Chocolate didn’t catch on in France until the 6th century. It originated in Mexico and first arrived in Europe through Spain when Christopher Columbus carried back cacao beans from his voyages in America. It remained an exclusive treat for the Spaniards for a decade until it was discovered by the English, Germans, Dutch and French.
It was an expensive and exotic product at that time. Only the nobility and the upper class consumed it. It was considered a recreational drug due to its soothing taste and mild stimulatory kick, and many used it as an aphrodisiac.
Chocolate was primarily consumed in liquid form and was so popular amongst the kings and queens of France that they appointed confectioners to make them their daily cup of chocolate. The confectioners would blend the cacao beans with milk or water and add additional ingredients like coffee, vanilla, and cloves. Highly trained confectioners were greatly esteemed by the nobility for their art of making a sumptuous hot chocolate.
When chocolate was first introduced to France in 1615, it was a wedding gift to the 14-year-old King Louis XIII from his betrothed, Anne of Austria, believed to be the ‘originator’ of French chocolate.
King Louis XIV was a great lover of chocolate. He introduced chocolate to the court of Versailles. When he married Marie Antoinette, she brought along her personal chocolate maker from Austria. Marie Antoinette began each day with a cup of thick creamy hot chocolate topped with cream. She was the first to start consuming chocolate with some sugar to calm down the bitterness.
Factories began making chocolate in the 15th century, as the desire for chocolate grew in France. The first chocolate-making factory in Paris opened in 1659. In 1732, Debuisson innovated the chocolate-making process by creating a machine to grind cocoa beans, making the preparation of chocolate easier.
In the 19th century, chocolate became more accessible to the masses, and chocolate shops began opening as commercial production increased. The first large-scale commercial chocolate factory was set up in the Pyrenees in 1814.
In 1884, the first breakfast with chocolate and vanilla cream was invented in France.
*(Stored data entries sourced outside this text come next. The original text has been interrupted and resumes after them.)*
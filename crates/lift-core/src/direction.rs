//! The per-round movement decision emitted for each elevator.

use std::fmt;

use crate::Floor;

/// One round's movement for a single elevator.
///
/// Emitted once per elevator per round by a movement policy and applied
/// uniformly by the engine.  The contract: `Up` is forbidden at the top floor
/// and `Down` is forbidden at the ground floor.
#[derive(Copy, Clone, PartialEq, Eq, Hash, Debug)]
#[cfg_attr(feature = "serde", derive(serde::Serialize, serde::Deserialize))]
pub enum Direction {
    Up,
    Down,
    Stay,
}

impl Direction {
    /// Signed floor delta: +1, -1, or 0.
    #[inline]
    pub fn delta(self) -> i64 {
        match self {
            Direction::Up => 1,
            Direction::Down => -1,
            Direction::Stay => 0,
        }
    }

    /// `true` if this direction may be taken from `floor` in a building whose
    /// highest floor is `top_floor`.
    #[inline]
    pub fn is_valid_at(self, floor: Floor, top_floor: Floor) -> bool {
        match self {
            Direction::Up => floor < top_floor,
            Direction::Down => floor > Floor::GROUND,
            Direction::Stay => true,
        }
    }
}

impl fmt::Display for Direction {
    fn fmt(&self, f: &mut fmt::Formatter<'_>) -> fmt::Result {
        let s = match self {
            Direction::Up => "up",
            Direction::Down => "down",
            Direction::Stay => "stay",
        };
        f.write_str(s)
    }
}
//! Simulation time: the round counter.
//!
//! Time is a monotonically increasing `Round` counter; one round is one full
//! pass of the engine's four stages (arrivals, disembark, board, move).
//! There is no wall-clock mapping — rounds are the only time unit the
//! simulation knows about, so all schedule arithmetic is exact integer math.

use std::fmt;

/// An absolute simulation round counter.
#[derive(Copy, Clone, PartialEq, Eq, PartialOrd, Ord, Hash, Debug, Default)]
#[cfg_attr(feature = "serde", derive(serde::Serialize, serde::Deserialize))]
pub struct Round(pub u64);

impl Round {
    pub const ZERO: Round = Round(0);

    /// The round `n` steps after `self`.
    #[inline]
    pub fn offset(self, n: u64) -> Round {
        Round(self.0 + n)
    }
}

impl std::ops::Add<u64> for Round {
    type Output = Round;
    #[inline]
    fn add(self, rhs: u64) -> Round {
        Round(self.0 + rhs)
    }
}

impl std::ops::Sub for Round {
    type Output = u64;
    #[inline]
    fn sub(self, rhs: Round) -> u64 {
        self.0 - rhs.0
    }
}

impl fmt::Display for Round {
    fn fmt(&self, f: &mut fmt::Formatter<'_>) -> fmt::Result {
        write!(f, "R{}", self.0)
    }
}
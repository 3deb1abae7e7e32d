//! A single requested journey.

use lift_core::Floor;

/// One passenger's demand: board at `start`, leave at `target`.
///
/// Arrival models produce trips; the engine turns each into a `Passenger`
/// with a fresh id.  A valid trip has `start != target`, both within the
/// building.
#[derive(Copy, Clone, Debug, PartialEq, Eq)]
#[cfg_attr(feature = "serde", derive(serde::Serialize, serde::Deserialize))]
pub struct Trip {
    pub start:  Floor,
    pub target: Floor,
}
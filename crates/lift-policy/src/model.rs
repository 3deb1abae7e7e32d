//! The `MovementPolicy` trait — the main extension point for fleet behavior.

use lift_building::Elevator;
use lift_core::{Direction, SimRng};

use crate::PolicyContext;

/// Pluggable per-round elevator movement.
///
/// One policy instance drives the whole fleet: the engine calls
/// [`decide`][Self::decide] once per elevator per round, in fleet order, and
/// applies the returned directions itself.  Policies are evaluated
/// independently per elevator — a decision may read the shared waiting
/// registry but never sees the directions chosen for other cars.
///
/// # Contract
///
/// `decide` must never return `Up` when the elevator is at the top floor, nor
/// `Down` at the ground floor.  The engine treats a violation as an internal
/// invariant failure and aborts the run.
///
/// # Disembark eligibility
///
/// Which passengers may leave at the current floor is policy-specific (the
/// pushy-passenger policy only ever lets its first boarder out), so it is
/// part of this trait.  The default rule frees any passenger whose target is
/// the current floor.
pub trait MovementPolicy: Send + Sync + 'static {
    /// Short lowercase name for logging.
    fn name(&self) -> &'static str;

    /// One movement decision for `elevator` this round.
    fn decide(
        &self,
        elevator: &Elevator,
        ctx:      &PolicyContext<'_>,
        rng:      &mut SimRng,
    ) -> Direction;

    /// May the passenger at `idx` leave the elevator this round?
    ///
    /// Called during the disembark stage with indices into the pre-removal
    /// passenger list; `idx` is always in bounds.
    fn disembark_eligible(&self, elevator: &Elevator, idx: usize) -> bool {
        elevator.passengers()[idx].target == elevator.floor()
    }
}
In the early twentieth century, chocolate shops were typical in towns and cities, and it became customary for people to give chocolate as a gift. Today, chocolate is still the perfect gift on special occasions the world over.
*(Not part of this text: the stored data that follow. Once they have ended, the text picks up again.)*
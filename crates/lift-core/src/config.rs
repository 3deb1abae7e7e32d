//! Run configuration and its preconditions.

use crate::{Floor, LiftError, LiftResult, Round};

/// Top-level simulation configuration.
///
/// Assembled in code by the application (there is no config-file layer) and
/// validated once when the simulation is built.  The arrival model and the
/// movement policy are injected separately — they carry their own parameters.
#[derive(Clone, Debug)]
#[cfg_attr(feature = "serde", derive(serde::Serialize, serde::Deserialize))]
pub struct SimConfig {
    /// Number of floors in the building.  At least 2 — with a single floor no
    /// trip can have distinct start and target.
    pub num_floors: u32,

    /// Number of elevators in the fleet.  At least 1.
    pub num_elevators: u32,

    /// Capacity of every elevator, in passengers.  At least 1.
    pub elevator_capacity: u32,

    /// Total rounds to simulate.  At least 1.
    pub num_rounds: u64,

    /// Master RNG seed.  The same seed always produces identical results.
    pub seed: u64,
}

impl SimConfig {
    /// The highest floor of the building.
    #[inline]
    pub fn top_floor(&self) -> Floor {
        Floor(self.num_floors)
    }

    /// The round at which the run ends (exclusive upper bound).
    #[inline]
    pub fn end_round(&self) -> Round {
        Round(self.num_rounds)
    }

    /// Check all preconditions.  Violations fail fast at build time; nothing
    /// recovers from a bad configuration.
    pub fn validate(&self) -> LiftResult<()> {
        if self.num_floors < 2 {
            return Err(LiftError::InvalidConfig {
                field: "num_floors",
                value: self.num_floors as u64,
                min:   2,
            });
        }
        if self.num_elevators < 1 {
            return Err(LiftError::InvalidConfig {
                field: "num_elevators",
                value: self.num_elevators as u64,
                min:   1,
            });
        }
        if self.elevator_capacity < 1 {
            return Err(LiftError::InvalidConfig {
                field: "elevator_capacity",
                value: self.elevator_capacity as u64,
                min:   1,
            });
        }
        if self.num_rounds < 1 {
            return Err(LiftError::InvalidConfig {
                field: "num_rounds",
                value: self.num_rounds,
                min:   1,
            });
        }
        Ok(())
    }
}
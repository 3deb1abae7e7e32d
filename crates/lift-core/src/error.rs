//! Simulation-wide base error type.
//!
//! Sub-crates define their own error enums (`ScheduleError`, `SimError`) and
//! convert `LiftError` into them via `From` impls, or keep them separate and
//! wrap `LiftError` as one variant.  Both patterns are acceptable; prefer
//! whichever keeps error sites clean.

use thiserror::Error;

/// The top-level error type for `lift-core` and a common base for the other
/// `lift-*` crates.
#[derive(Debug, Error)]
pub enum LiftError {
    #[error("configuration error: {field} = {value} (minimum {min})")]
    InvalidConfig {
        field: &'static str,
        value: u64,
        min:   u64,
    },
}

/// Shorthand result type for `lift-*` crates.
pub type LiftResult<T> = Result<T, LiftError>;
How to taste French chocolate
Here are some tips to help you make the most of your chocolate tasting experience and help you when shopping for quality chocolate.
• – Check the ingredients and choose carefully. Pure chocolate only has a few key ingredients: cocoa solids, cocoa butter, and sugar for dark chocolate, plus milk solids (for milk chocolate).
• Look for this on the label: “International Chocolate Award Winner.”
• Use all of your senses when tasting.
• Make sure that there is no thin white layer on top.
• Make sure it is free of holes and silky to touch.
• Learn about the different fillings and textures before you try.
• When you taste, take don’t rush. Take small bites and take your time to savor it.